(What you are asked to do):
Write out, word for word, the first line of the data below and every line after it through the one containing "use fermon_core::FmError;".

═══ Extracted data ═══

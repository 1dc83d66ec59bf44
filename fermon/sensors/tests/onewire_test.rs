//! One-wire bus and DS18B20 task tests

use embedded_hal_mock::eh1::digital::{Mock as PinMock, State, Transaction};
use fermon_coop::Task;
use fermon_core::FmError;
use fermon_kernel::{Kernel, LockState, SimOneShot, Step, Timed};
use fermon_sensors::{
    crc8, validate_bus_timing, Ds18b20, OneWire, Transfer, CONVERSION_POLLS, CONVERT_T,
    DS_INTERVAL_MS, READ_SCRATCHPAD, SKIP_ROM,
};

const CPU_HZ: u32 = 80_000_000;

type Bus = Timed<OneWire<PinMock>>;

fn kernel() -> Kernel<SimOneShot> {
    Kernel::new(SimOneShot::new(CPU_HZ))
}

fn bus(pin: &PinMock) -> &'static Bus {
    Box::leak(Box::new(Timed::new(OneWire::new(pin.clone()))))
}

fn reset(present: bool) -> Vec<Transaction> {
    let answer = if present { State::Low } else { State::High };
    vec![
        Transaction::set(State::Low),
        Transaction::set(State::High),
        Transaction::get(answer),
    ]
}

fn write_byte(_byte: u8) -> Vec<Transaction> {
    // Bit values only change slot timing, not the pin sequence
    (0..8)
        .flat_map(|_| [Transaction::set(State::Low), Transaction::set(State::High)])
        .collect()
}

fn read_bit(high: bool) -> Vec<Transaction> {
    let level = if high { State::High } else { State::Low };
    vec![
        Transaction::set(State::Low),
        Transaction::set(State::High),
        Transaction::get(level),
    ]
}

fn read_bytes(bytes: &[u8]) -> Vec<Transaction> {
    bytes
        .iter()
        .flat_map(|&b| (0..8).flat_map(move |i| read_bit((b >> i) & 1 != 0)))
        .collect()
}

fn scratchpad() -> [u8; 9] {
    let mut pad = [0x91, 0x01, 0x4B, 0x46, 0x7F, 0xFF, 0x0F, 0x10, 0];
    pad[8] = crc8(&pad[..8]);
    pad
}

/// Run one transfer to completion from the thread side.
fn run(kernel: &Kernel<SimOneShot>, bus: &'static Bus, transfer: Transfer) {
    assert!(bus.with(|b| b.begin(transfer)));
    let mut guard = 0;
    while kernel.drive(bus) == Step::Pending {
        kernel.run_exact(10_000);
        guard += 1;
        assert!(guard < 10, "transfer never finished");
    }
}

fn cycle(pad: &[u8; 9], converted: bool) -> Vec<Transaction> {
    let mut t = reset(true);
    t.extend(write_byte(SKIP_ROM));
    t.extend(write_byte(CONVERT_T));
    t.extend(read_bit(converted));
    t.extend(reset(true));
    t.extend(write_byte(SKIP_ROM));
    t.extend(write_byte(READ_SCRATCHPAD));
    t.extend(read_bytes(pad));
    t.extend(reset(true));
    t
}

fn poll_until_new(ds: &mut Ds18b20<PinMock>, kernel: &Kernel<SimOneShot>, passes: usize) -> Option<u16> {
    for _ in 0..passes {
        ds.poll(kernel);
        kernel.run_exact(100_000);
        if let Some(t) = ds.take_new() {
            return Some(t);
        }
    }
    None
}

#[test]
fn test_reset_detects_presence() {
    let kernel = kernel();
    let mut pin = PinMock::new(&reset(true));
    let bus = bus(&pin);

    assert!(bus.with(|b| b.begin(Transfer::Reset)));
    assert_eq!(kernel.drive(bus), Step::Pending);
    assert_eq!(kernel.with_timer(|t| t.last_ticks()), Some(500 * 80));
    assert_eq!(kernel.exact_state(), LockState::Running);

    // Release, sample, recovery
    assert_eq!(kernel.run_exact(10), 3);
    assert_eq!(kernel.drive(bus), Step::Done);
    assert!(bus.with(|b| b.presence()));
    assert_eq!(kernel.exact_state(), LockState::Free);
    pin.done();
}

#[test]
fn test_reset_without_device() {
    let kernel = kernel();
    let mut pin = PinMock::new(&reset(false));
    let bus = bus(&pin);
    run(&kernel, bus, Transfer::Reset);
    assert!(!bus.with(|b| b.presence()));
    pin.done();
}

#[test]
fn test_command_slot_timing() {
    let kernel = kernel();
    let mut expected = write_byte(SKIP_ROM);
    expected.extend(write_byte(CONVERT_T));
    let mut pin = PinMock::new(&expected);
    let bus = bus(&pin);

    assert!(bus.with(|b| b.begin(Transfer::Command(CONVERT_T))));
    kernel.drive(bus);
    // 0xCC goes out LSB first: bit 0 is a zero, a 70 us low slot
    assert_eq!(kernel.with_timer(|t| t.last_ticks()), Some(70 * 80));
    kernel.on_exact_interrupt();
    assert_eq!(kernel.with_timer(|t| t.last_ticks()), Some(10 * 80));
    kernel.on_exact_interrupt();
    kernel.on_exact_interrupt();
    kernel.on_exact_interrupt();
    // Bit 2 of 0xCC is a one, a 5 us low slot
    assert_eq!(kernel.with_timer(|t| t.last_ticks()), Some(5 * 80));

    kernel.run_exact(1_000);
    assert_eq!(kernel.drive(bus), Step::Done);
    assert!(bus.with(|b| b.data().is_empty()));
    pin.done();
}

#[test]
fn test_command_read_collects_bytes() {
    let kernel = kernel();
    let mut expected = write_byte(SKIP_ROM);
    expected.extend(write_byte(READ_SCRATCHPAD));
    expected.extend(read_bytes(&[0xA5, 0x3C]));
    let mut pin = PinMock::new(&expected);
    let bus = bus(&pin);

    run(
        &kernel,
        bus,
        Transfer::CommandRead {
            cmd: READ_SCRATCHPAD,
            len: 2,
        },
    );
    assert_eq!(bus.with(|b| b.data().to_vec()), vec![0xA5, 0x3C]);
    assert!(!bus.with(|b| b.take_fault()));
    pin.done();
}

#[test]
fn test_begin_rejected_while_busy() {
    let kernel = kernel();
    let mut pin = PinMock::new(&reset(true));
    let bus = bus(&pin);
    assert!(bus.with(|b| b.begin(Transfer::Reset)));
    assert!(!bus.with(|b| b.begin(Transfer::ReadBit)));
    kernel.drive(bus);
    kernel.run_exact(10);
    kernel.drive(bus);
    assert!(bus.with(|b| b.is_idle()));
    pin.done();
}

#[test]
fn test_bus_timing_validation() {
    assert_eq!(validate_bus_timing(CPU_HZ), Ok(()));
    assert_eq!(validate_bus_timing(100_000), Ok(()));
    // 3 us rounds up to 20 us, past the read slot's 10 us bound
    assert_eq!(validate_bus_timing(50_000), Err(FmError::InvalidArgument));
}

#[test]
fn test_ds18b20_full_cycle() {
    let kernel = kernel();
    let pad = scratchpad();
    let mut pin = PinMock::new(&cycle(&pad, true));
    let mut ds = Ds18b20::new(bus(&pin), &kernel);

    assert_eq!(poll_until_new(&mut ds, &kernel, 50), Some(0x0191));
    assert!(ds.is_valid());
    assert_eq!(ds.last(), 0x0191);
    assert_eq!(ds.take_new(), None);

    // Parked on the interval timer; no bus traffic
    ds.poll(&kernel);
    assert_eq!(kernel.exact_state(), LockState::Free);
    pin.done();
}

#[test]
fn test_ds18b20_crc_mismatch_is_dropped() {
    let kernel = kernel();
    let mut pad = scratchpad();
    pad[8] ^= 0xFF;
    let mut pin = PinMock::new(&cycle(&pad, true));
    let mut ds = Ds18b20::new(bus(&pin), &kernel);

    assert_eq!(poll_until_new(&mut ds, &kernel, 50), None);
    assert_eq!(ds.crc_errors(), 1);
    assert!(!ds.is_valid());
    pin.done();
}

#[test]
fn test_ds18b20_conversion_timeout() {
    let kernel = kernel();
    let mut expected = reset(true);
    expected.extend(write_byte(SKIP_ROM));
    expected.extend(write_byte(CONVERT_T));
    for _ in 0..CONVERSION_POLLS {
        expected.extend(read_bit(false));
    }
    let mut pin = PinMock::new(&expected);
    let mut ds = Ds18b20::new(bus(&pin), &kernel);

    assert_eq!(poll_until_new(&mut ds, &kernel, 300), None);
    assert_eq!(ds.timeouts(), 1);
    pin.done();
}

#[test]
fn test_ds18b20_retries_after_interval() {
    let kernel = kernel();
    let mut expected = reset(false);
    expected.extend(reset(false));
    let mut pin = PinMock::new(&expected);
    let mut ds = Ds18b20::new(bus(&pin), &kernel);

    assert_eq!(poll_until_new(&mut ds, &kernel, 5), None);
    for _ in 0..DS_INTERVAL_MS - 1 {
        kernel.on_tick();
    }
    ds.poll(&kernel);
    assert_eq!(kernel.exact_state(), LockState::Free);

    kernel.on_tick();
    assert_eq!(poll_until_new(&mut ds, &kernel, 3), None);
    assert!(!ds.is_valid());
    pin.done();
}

═══

(Reply):
repository 1dc83d66ec59bf44
filename fermon/sensors/tests/onewire_test.rs
//! One-wire bus and DS18B20 task tests

use embedded_hal_mock::eh1::digital::{Mock as PinMock, State, Transaction};
use fermon_coop::Task;
use fermon_core::FmError;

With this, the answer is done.